→ Instructions for the task: Reproduce each line of the entries that carries "PreviewRecord".

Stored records
= = = = = = =

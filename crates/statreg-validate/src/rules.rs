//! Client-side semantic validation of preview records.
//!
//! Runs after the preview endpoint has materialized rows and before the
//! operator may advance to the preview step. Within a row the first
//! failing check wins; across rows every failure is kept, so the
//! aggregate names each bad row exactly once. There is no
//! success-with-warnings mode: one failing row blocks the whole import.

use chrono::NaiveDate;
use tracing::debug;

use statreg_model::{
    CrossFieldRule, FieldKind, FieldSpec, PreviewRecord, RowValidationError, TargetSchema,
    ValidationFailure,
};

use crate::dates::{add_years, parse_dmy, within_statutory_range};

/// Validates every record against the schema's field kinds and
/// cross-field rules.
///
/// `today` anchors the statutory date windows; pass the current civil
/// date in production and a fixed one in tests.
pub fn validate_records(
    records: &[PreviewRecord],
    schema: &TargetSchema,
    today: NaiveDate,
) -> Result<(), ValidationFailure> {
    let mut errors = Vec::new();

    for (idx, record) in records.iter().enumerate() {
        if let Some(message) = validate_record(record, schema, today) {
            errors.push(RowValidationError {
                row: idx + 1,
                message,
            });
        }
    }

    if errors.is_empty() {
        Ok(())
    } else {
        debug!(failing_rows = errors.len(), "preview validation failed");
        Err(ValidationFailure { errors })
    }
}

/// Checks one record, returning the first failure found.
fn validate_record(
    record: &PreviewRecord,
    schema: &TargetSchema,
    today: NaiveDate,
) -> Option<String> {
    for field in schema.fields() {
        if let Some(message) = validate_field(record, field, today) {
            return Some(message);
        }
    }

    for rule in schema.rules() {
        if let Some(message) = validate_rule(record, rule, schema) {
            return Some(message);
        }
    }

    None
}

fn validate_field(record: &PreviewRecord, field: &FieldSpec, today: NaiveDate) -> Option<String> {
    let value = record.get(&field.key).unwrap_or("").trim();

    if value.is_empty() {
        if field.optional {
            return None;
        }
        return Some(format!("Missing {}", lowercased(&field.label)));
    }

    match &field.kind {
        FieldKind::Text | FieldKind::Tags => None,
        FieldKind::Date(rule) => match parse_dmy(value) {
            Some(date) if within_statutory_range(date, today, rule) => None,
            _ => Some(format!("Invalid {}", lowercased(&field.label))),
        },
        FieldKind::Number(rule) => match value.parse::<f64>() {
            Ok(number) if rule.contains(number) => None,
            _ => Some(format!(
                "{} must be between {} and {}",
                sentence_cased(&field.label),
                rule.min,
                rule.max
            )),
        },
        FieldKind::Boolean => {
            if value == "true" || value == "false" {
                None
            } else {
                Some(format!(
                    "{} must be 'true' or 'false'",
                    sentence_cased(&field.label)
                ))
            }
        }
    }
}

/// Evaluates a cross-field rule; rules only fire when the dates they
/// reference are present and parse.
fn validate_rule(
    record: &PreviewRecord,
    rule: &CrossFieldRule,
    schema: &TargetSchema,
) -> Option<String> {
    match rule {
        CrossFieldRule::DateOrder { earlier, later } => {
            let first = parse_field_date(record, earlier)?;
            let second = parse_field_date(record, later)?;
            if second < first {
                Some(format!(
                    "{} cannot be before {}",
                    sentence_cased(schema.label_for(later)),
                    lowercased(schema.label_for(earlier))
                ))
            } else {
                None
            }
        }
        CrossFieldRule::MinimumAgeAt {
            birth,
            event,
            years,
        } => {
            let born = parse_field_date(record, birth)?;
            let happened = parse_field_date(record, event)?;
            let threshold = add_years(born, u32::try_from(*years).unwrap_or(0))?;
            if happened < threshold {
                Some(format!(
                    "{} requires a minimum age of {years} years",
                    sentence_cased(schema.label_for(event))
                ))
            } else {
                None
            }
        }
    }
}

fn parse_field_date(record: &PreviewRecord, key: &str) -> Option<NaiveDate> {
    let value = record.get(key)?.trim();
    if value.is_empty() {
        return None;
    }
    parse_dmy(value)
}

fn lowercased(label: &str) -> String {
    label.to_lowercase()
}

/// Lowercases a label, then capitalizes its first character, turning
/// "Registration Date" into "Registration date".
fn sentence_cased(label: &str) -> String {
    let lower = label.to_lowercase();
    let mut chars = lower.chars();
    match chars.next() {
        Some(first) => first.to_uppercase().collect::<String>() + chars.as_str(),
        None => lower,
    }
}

= = = = = = =

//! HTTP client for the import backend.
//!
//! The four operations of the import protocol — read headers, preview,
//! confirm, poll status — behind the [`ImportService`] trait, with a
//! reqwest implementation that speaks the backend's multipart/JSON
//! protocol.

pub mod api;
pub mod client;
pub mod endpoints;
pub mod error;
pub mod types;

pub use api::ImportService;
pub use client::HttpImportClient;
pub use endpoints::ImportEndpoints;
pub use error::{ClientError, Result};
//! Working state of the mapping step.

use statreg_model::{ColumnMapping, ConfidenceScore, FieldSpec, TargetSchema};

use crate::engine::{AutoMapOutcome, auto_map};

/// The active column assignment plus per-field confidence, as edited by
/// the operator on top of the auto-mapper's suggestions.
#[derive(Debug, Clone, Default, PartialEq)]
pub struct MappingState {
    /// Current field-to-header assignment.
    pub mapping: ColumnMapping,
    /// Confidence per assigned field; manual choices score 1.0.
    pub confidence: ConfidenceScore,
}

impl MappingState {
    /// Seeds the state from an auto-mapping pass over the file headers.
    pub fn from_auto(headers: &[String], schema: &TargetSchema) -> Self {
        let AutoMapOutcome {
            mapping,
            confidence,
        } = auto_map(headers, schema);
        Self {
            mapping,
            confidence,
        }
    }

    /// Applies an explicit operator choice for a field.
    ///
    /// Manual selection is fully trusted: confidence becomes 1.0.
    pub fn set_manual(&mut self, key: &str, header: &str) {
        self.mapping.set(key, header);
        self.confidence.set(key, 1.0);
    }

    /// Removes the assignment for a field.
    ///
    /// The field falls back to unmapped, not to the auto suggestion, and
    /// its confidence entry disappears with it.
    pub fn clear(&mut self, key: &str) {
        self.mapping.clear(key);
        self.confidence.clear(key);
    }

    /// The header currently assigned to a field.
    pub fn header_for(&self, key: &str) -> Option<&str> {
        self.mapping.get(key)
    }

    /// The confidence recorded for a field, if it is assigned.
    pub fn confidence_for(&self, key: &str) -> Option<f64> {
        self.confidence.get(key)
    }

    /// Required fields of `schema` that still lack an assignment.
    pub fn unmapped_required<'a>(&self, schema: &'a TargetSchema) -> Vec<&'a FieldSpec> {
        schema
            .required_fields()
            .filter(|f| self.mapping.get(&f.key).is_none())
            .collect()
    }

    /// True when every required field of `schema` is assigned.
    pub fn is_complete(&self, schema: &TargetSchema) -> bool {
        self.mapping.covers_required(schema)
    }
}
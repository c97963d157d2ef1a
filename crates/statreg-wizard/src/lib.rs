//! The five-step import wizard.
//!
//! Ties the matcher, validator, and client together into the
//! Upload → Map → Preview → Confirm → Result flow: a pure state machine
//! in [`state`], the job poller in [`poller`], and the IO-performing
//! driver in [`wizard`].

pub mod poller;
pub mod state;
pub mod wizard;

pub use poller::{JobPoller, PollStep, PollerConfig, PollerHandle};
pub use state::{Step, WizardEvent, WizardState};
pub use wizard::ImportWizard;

= = = = = = =

→ Answer to this problem:
    CrossFieldRule, FieldKind, FieldSpec, PreviewRecord, RowValidationError, TargetSchema,
    records: &[PreviewRecord],
    record: &PreviewRecord,
fn validate_field(record: &PreviewRecord, field: &FieldSpec, today: NaiveDate) -> Option<String> {
    record: &PreviewRecord,
fn parse_field_date(record: &PreviewRecord, key: &str) -> Option<NaiveDate> {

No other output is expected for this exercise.